Ketan Kulkarni et al. Pediatr Hematol Oncol. 2011 Nov.

Abstract

There is a paucity of published literature on the epidemiology of childhood acute leukemias and lymphomas in Canada. This study was designed to describe children and youth (age <20 years) diagnosed with acute lymphoblastic leukemia (ALL), acute myeloid leukemia (AML), Hodgkin lymphoma (HL), and non-Hodgkin lymphoma (NHL) in Alberta, Canada, during 22 fiscal years. The Alberta Cancer Registry was used to extract data all ALL, AML, HL, and NHL cases diagnosed between April 1, 1982, and March 31, 2004. Population data for Alberta were also obtained.
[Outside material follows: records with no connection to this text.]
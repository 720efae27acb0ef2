// src/tree.rs - Validation error records and the path-keyed error tree

use crate::io::IoType;
use crate::path::{self, FieldPath, PathSegment};
use serde::{Serialize, Serializer};
use serde_json::Value;
use std::collections::BTreeMap;
use std::fmt;

/// Every way a field can fail validation.
///
/// Serializes with a `type` tag holding the SCREAMING_SNAKE_CASE kind name
/// plus the kind's extra fields, e.g.
/// `{ "type": "NUMBER_BETWEEN", "min": 50, "max": 300 }`.
#[derive(Debug, Clone, PartialEq, Serialize)]
#[serde(tag = "type", rename_all = "SCREAMING_SNAKE_CASE")]
pub enum ErrorKind {
    /// Empty text or missing selection
    Required,
    /// Text longer than `max` characters
    MaxLength { max: usize },
    /// Text shorter than `min` characters
    MinLength { min: usize },
    /// Text does not parse as a number
    NotANumber,
    /// Number below `min`
    MinNumber {
        #[serde(serialize_with = "whole_number")]
        min: f64,
    },
    /// Number above `max`
    MaxNumber {
        #[serde(serialize_with = "whole_number")]
        max: f64,
    },
    /// Number outside `[min, max]`
    NumberBetween {
        #[serde(serialize_with = "whole_number")]
        min: f64,
        #[serde(serialize_with = "whole_number")]
        max: f64,
    },
    /// List length outside `[min, max]`
    ArraySize { min: usize, max: usize },
    /// Position missing or not 6 numeric components
    InvalidCobotPosition,
    /// Port left at the unassigned sentinel
    IoPortNotDefined,
    /// Port number outside the connector's range
    IoPortOutOfRange { kind: IoType, min: i64, max: i64 },
    /// Another relevant port of the same pool uses the same port
    IoPortNotUnique,
    GridTypeMustBeStaticWhenHasSecondDrawerIsOn,
    GridTypeMustBePinnedWhenUsingProFeeder,
    MillCannotHaveASubSpindle,
    /// Selected static grid index does not exist
    UndefinedStaticGridConfiguration,
}

/// Integral bounds render as integers (`50`, not `50.0`)
fn whole_number<S: Serializer>(value: &f64, serializer: S) -> Result<S::Ok, S::Error> {
    // Largest magnitude below which every integer is exactly representable
    const EXACT: f64 = 9_007_199_254_740_992.0;

    if value.fract() == 0.0 && value.abs() < EXACT {
        serializer.serialize_i64(*value as i64)
    } else {
        serializer.serialize_f64(*value)
    }
}

impl ErrorKind {
    /// Kind name used as the key of the `types` map
    pub fn code(&self) -> &'static str {
        match self {
            ErrorKind::Required => "REQUIRED",
            ErrorKind::MaxLength { .. } => "MAX_LENGTH",
            ErrorKind::MinLength { .. } => "MIN_LENGTH",
            ErrorKind::NotANumber => "NOT_A_NUMBER",
            ErrorKind::MinNumber { .. } => "MIN_NUMBER",
            ErrorKind::MaxNumber { .. } => "MAX_NUMBER",
            ErrorKind::NumberBetween { .. } => "NUMBER_BETWEEN",
            ErrorKind::ArraySize { .. } => "ARRAY_SIZE",
            ErrorKind::InvalidCobotPosition => "INVALID_COBOT_POSITION",
            ErrorKind::IoPortNotDefined => "IO_PORT_NOT_DEFINED",
            ErrorKind::IoPortOutOfRange { .. } => "IO_PORT_OUT_OF_RANGE",
            ErrorKind::IoPortNotUnique => "IO_PORT_NOT_UNIQUE",
            ErrorKind::GridTypeMustBeStaticWhenHasSecondDrawerIsOn => {
                "GRID_TYPE_MUST_BE_STATIC_WHEN_HAS_SECOND_DRAWER_IS_ON"
            }
            ErrorKind::GridTypeMustBePinnedWhenUsingProFeeder => "GRID_TYPE_MUST_BE_PINNED_WHEN_USING_PRO_FEEDER",
            ErrorKind::MillCannotHaveASubSpindle => "MILL_CANNOT_HAVE_A_SUB_SPINDLE",
            ErrorKind::UndefinedStaticGridConfiguration => "UNDEFINED_STATIC_GRID_CONFIGURATION",
        }
    }
}

impl fmt::Display for ErrorKind {
    fn fmt(&self, f: &mut fmt::Formatter<'_>) -> fmt::Result {
        match self {
            ErrorKind::MaxLength { max } => write!(f, "{} (max {})", self.code(), max),
            ErrorKind::MinLength { min } => write!(f, "{} (min {})", self.code(), min),
            ErrorKind::MinNumber { min } => write!(f, "{} (min {})", self.code(), min),
            ErrorKind::MaxNumber { max } => write!(f, "{} (max {})", self.code(), max),
            ErrorKind::NumberBetween { min, max } => write!(f, "{} ({}..{})", self.code(), min, max),
            ErrorKind::ArraySize { min, max } => write!(f, "{} ({}..{})", self.code(), min, max),
            ErrorKind::IoPortOutOfRange { kind, min, max } => {
                write!(f, "{} ({} {}..{})", self.code(), kind, min, max)
            }
            _ => f.write_str(self.code()),
        }
    }
}

/// A failed rule: the error kind plus the field it belongs to.
///
/// Serialized as `{ type, label, name, ...extra }` where `name` is the dotted
/// field path, so a renderer can map it straight back to a form field.
#[derive(Debug, Clone, PartialEq, Serialize)]
pub struct FieldError {
    #[serde(flatten)]
    pub kind: ErrorKind,
    pub label: String,
    #[serde(rename = "name")]
    pub path: FieldPath,
}

/// One level of the error tree
#[derive(Debug, Clone, Default, PartialEq)]
pub struct ErrorNode {
    types: BTreeMap<&'static str, FieldError>,
    children: BTreeMap<PathSegment, ErrorNode>,
}

impl ErrorNode {
    /// Errors reported for exactly this field, keyed by kind name
    pub fn types(&self) -> &BTreeMap<&'static str, FieldError> {
        &self.types
    }

    /// Error reported for this field with the given kind name
    pub fn error(&self, code: &str) -> Option<&FieldError> {
        self.types.get(code)
    }

    /// Nested field or list item
    pub fn child(&self, segment: &PathSegment) -> Option<&ErrorNode> {
        self.children.get(segment)
    }

    pub fn is_empty(&self) -> bool {
        self.types.is_empty() && self.children.is_empty()
    }

    fn collect<'a>(&'a self, out: &mut Vec<&'a FieldError>) {
        out.extend(self.types.values());
        for child in self.children.values() {
            child.collect(out);
        }
    }
}

/// All validation errors of one pass, nested by field path.
///
/// Rendered to JSON it has the shape external form code pattern-matches on:
///
/// ```text
/// { "config": { "GRID_Y_OFFSET": { "types": { "NOT_A_NUMBER": { "type": ..., "label": ..., "name": ... } } } } }
/// { "config": { "MACHINE_PICK_POSITIONS": { "types": { ... }, "0": { "NAME": { "types": { ... } } } } } }
/// ```
#[derive(Debug, Clone, Default, PartialEq)]
pub struct ErrorTree {
    root: ErrorNode,
}

impl ErrorTree {
    /// Empty tree
    pub fn new() -> Self {
        Self::default()
    }

    /// Add an error under its own path; a second error of the same kind at
    /// the same path replaces the first
    pub fn insert(&mut self, error: FieldError) {
        let mut node = &mut self.root;
        for segment in error.path.segments() {
            node = node.children.entry(segment.clone()).or_default();
        }
        node.types.insert(error.kind.code(), error);
    }

    /// Node at `path`, if any error lives at or below it
    pub fn get(&self, path: &FieldPath) -> Option<&ErrorNode> {
        path.segments()
            .iter()
            .try_fold(&self.root, |node, segment| node.child(segment))
    }

    /// Error of kind `code` reported at exactly `path`
    pub fn error_at(&self, path: &FieldPath, code: &str) -> Option<&FieldError> {
        self.get(path).and_then(|node| node.error(code))
    }

    /// Whether any error lives at or below `path`
    pub fn has_errors_at(&self, path: &FieldPath) -> bool {
        self.get(path).map(|node| !node.is_empty()).unwrap_or(false)
    }

    /// All errors in path order
    pub fn errors(&self) -> Vec<&FieldError> {
        let mut out = Vec::new();
        self.root.collect(&mut out);
        out
    }

    /// Number of errors in the tree
    pub fn len(&self) -> usize {
        self.errors().len()
    }

    pub fn is_empty(&self) -> bool {
        self.root.is_empty()
    }

    /// Render as nested JSON objects, list indices becoming object keys
    pub fn to_json(&self) -> Value {
        let mut root = Value::Object(Default::default());
        for error in self.errors() {
            let at = error.path.clone().key("types").key(error.kind.code());
            let rendered = serde_json::to_value(error).unwrap_or(Value::Null);
            path::set(&mut root, &at, rendered);
        }
        root
    }
}

impl Serialize for ErrorTree {
    fn serialize<S: Serializer>(&self, serializer: S) -> Result<S::Ok, S::Error> {
        self.to_json().serialize(serializer)
    }
}
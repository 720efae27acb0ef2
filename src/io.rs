// src/io.rs - Digital I/O assignments and the named port table

use serde::{Deserialize, Serialize};
use std::fmt;

#[cfg(feature = "json-schema")]
use schemars::JsonSchema;

use crate::config::{CellConfig, FeederType};

/// Port value meaning "not wired yet"
pub const UNASSIGNED: i64 = -1;

/// Which physical connector a port number refers to
#[derive(Debug, Clone, Copy, PartialEq, Eq, Hash, Serialize, Deserialize)]
#[cfg_attr(feature = "json-schema", derive(JsonSchema))]
#[serde(rename_all = "lowercase")]
pub enum IoType {
    /// Control box terminal block
    Controller,
    /// Tool flange connector
    Flange,
}

impl IoType {
    /// Inclusive port number range for this connector
    pub fn range(self) -> (i64, i64) {
        match self {
            IoType::Controller => (1, 16),
            IoType::Flange => (1, 6),
        }
    }
}

impl Default for IoType {
    fn default() -> Self {
        IoType::Controller
    }
}

impl fmt::Display for IoType {
    fn fmt(&self, f: &mut fmt::Formatter<'_>) -> fmt::Result {
        match self {
            IoType::Controller => write!(f, "controller"),
            IoType::Flange => write!(f, "flange"),
        }
    }
}

/// Numbering space shared by every port of one direction
#[derive(Debug, Clone, Copy, PartialEq, Eq, Hash)]
pub enum IoPool {
    /// Digital inputs (`DI_*`)
    Input,
    /// Digital outputs (`DO_*`)
    Output,
}

/// A single port assignment, `{ "type": "controller", "value": 3 }`
#[derive(Debug, Clone, Copy, PartialEq, Eq, Hash, Serialize, Deserialize)]
#[cfg_attr(feature = "json-schema", derive(JsonSchema))]
pub struct IoAssignment {
    /// Connector the port lives on
    #[serde(rename = "type", default)]
    pub kind: IoType,

    /// Port number, [`UNASSIGNED`] when not wired
    #[serde(default = "default_unassigned")]
    pub value: i64,
}

impl IoAssignment {
    /// Assignment on the controller terminal block
    pub fn controller(value: i64) -> Self {
        Self { kind: IoType::Controller, value }
    }

    /// Assignment on the tool flange
    pub fn flange(value: i64) -> Self {
        Self { kind: IoType::Flange, value }
    }

    /// Whether the port has been wired at all
    pub fn is_assigned(&self) -> bool {
        self.value != UNASSIGNED
    }
}

impl Default for IoAssignment {
    fn default() -> Self {
        Self::controller(UNASSIGNED)
    }
}

fn default_unassigned() -> i64 {
    UNASSIGNED
}

macro_rules! io_ports {
    ($($variant:ident => $field:ident, $key:literal, $pool:ident, $label:literal;)*) => {
        /// Every named digital I/O field of the configuration record.
        ///
        /// Flattened into the cell configuration, so each port is addressed as
        /// `config.<KEY>`.
        #[derive(Debug, Clone, Default, PartialEq, Serialize, Deserialize)]
        #[cfg_attr(feature = "json-schema", derive(JsonSchema))]
        pub struct IoPorts {
            $(
                #[doc = $label]
                #[serde(rename = $key, default)]
                pub $field: IoAssignment,
            )*
        }

        /// Name of one I/O field in [`IoPorts`]
        #[derive(Debug, Clone, Copy, PartialEq, Eq, Hash)]
        pub enum IoPort {
            $(
                #[doc = $label]
                $variant,
            )*
        }

        impl IoPort {
            /// All ports in declaration order
            pub const ALL: &'static [IoPort] = &[$(IoPort::$variant,)*];

            /// Serialized field name
            pub fn key(self) -> &'static str {
                match self {
                    $(IoPort::$variant => $key,)*
                }
            }

            /// Human readable label
            pub fn label(self) -> &'static str {
                match self {
                    $(IoPort::$variant => $label,)*
                }
            }

            /// Pool the port number is allocated from
            pub fn pool(self) -> IoPool {
                match self {
                    $(IoPort::$variant => IoPool::$pool,)*
                }
            }
        }

        impl IoPorts {
            /// Assignment stored for `port`
            pub fn get(&self, port: IoPort) -> &IoAssignment {
                match port {
                    $(IoPort::$variant => &self.$field,)*
                }
            }
        }
    };
}

io_ports! {
    DoGripper1Open => do_gripper1_open, "DO_GRIPPER1_OPEN", Output, "Gripper 1 open output";
    DoGripper1Close => do_gripper1_close, "DO_GRIPPER1_CLOSE", Output, "Gripper 1 close output";
    DoGripper2Open => do_gripper2_open, "DO_GRIPPER2_OPEN", Output, "Gripper 2 open output";
    DoGripper2Close => do_gripper2_close, "DO_GRIPPER2_CLOSE", Output, "Gripper 2 close output";
    DoAirpurge => do_airpurge, "DO_AIRPURGE", Output, "Airpurge output";
    DoCleanStation => do_clean_station, "DO_CLEAN_STATION", Output, "Clean station output";
    DoMachineDoorOpen => do_machine_door_open, "DO_MACHINE_DOOR_OPEN", Output, "Machine door open output";
    DoMachineDoorClose => do_machine_door_close, "DO_MACHINE_DOOR_CLOSE", Output, "Machine door close output";
    DoMachineViseOpen => do_machine_vise_open, "DO_MACHINE_VISE_OPEN", Output, "Machine vise open output";
    DoMachineViseClose => do_machine_vise_close, "DO_MACHINE_VISE_CLOSE", Output, "Machine vise close output";
    DoMachineStart => do_machine_start, "DO_MACHINE_START", Output, "Machine start output";
    DoSubSpindleOpen => do_sub_spindle_open, "DO_SUB_SPINDLE_OPEN", Output, "Sub-spindle open output";
    DoSubSpindleClose => do_sub_spindle_close, "DO_SUB_SPINDLE_CLOSE", Output, "Sub-spindle close output";
    DiGripper1IsClosed => di_gripper1_is_closed, "DI_GRIPPER1_IS_CLOSED", Input, "Gripper 1 closed input";
    DiGripper2IsClosed => di_gripper2_is_closed, "DI_GRIPPER2_IS_CLOSED", Input, "Gripper 2 closed input";
    DiDoorIsOpened => di_door_is_opened, "DI_DOOR_IS_OPENED", Input, "Door opened input";
    DiDoorIsClosed => di_door_is_closed, "DI_DOOR_IS_CLOSED", Input, "Door closed input";
    DiViseIsOpened => di_vise_is_opened, "DI_VISE_IS_OPENED", Input, "Vise opened input";
    DiViseIsClosed => di_vise_is_closed, "DI_VISE_IS_CLOSED", Input, "Vise closed input";
    DiMachineReady => di_machine_ready, "DI_MACHINE_READY", Input, "Machine ready input";
    DiSubSpindleIsClosed => di_sub_spindle_is_closed, "DI_SUB_SPINDLE_IS_CLOSED", Input, "Sub-spindle closed input";
    DiDrawerIsClosed => di_drawer_is_closed, "DI_DRAWER_IS_CLOSED", Input, "Drawer closed input";
    DiSecondDrawerIsClosed => di_second_drawer_is_closed, "DI_SECOND_DRAWER_IS_CLOSED", Input, "Second drawer closed input";
    DiProFeederReady => di_pro_feeder_ready, "DI_PRO_FEEDER_READY", Input, "Pro feeder ready input";
}

impl IoPort {
    /// Whether the port is in use for the given cell.
    ///
    /// Ports belonging to a disabled feature are neither required nor part of
    /// the uniqueness scan.
    pub fn is_relevant(self, cell: &CellConfig) -> bool {
        use IoPort::*;

        match self {
            DoGripper2Open | DoGripper2Close | DiGripper2IsClosed => cell.gripper.has_second_gripper,
            DoAirpurge => cell.gripper.addons.has_airpurge,
            DoCleanStation => cell.gripper.addons.has_clean_station,
            DoSubSpindleOpen | DoSubSpindleClose | DiSubSpindleIsClosed => cell.machine.has_sub_spindle,
            DiDrawerIsClosed => cell.feeder == Some(FeederType::DrawerFeeder),
            DiSecondDrawerIsClosed => cell.has_second_drawer(),
            DiProFeederReady => cell.feeder == Some(FeederType::ProFeeder),
            _ => true,
        }
    }
}

impl fmt::Display for IoPort {
    fn fmt(&self, f: &mut fmt::Formatter<'_>) -> fmt::Result {
        f.write_str(self.key())
    }
}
Descriptive statistics and cluster detection tests were used. During 22 years, 525, 117, 257, and 111 children (total = 1010) were diagnosed with ALL, AML, HL, and NHL, respectively. The median ages at diagnosis were 4, 11, 16, and 12 years for ALL, AML, HL, and NHL, respectively. The majority were male for ALL (287/525, 55%), AML (64/117, 55%), and NHL (81/111, 73%), and female for HL (133/257, 52%). The crude rates per 100,000 children were variable, without significant trends, over time and for each diagnosis; the median annual rates, per 100,000 children, were 3.00 (ranging from 1.87 to 3.75) for ALL, 0.62 (ranging from 0.26 to 1.27) for AML, 1.42 (ranging from 0.76 to 2.67) for HL, and 0.54 (ranging from 0.24 to 1.40) for NHL. A few potential spatiotemporal clusters were identified. They are likely due to small number of cases and plausibly clinically insignificant. Overall, childhood leukemia and lymphoma rates in Alberta have remained relatively stable, with no clear epidemiological trends and no significant spatiotemporal clustering. Further investigations are warranted to see if such stability continues and if spatiotemporal patterns arise from longer studies and studies in larger geographic regions with a larger sample size, whilst analyzing for other causal/associated factors, individual susceptibilities, and disease outcomes.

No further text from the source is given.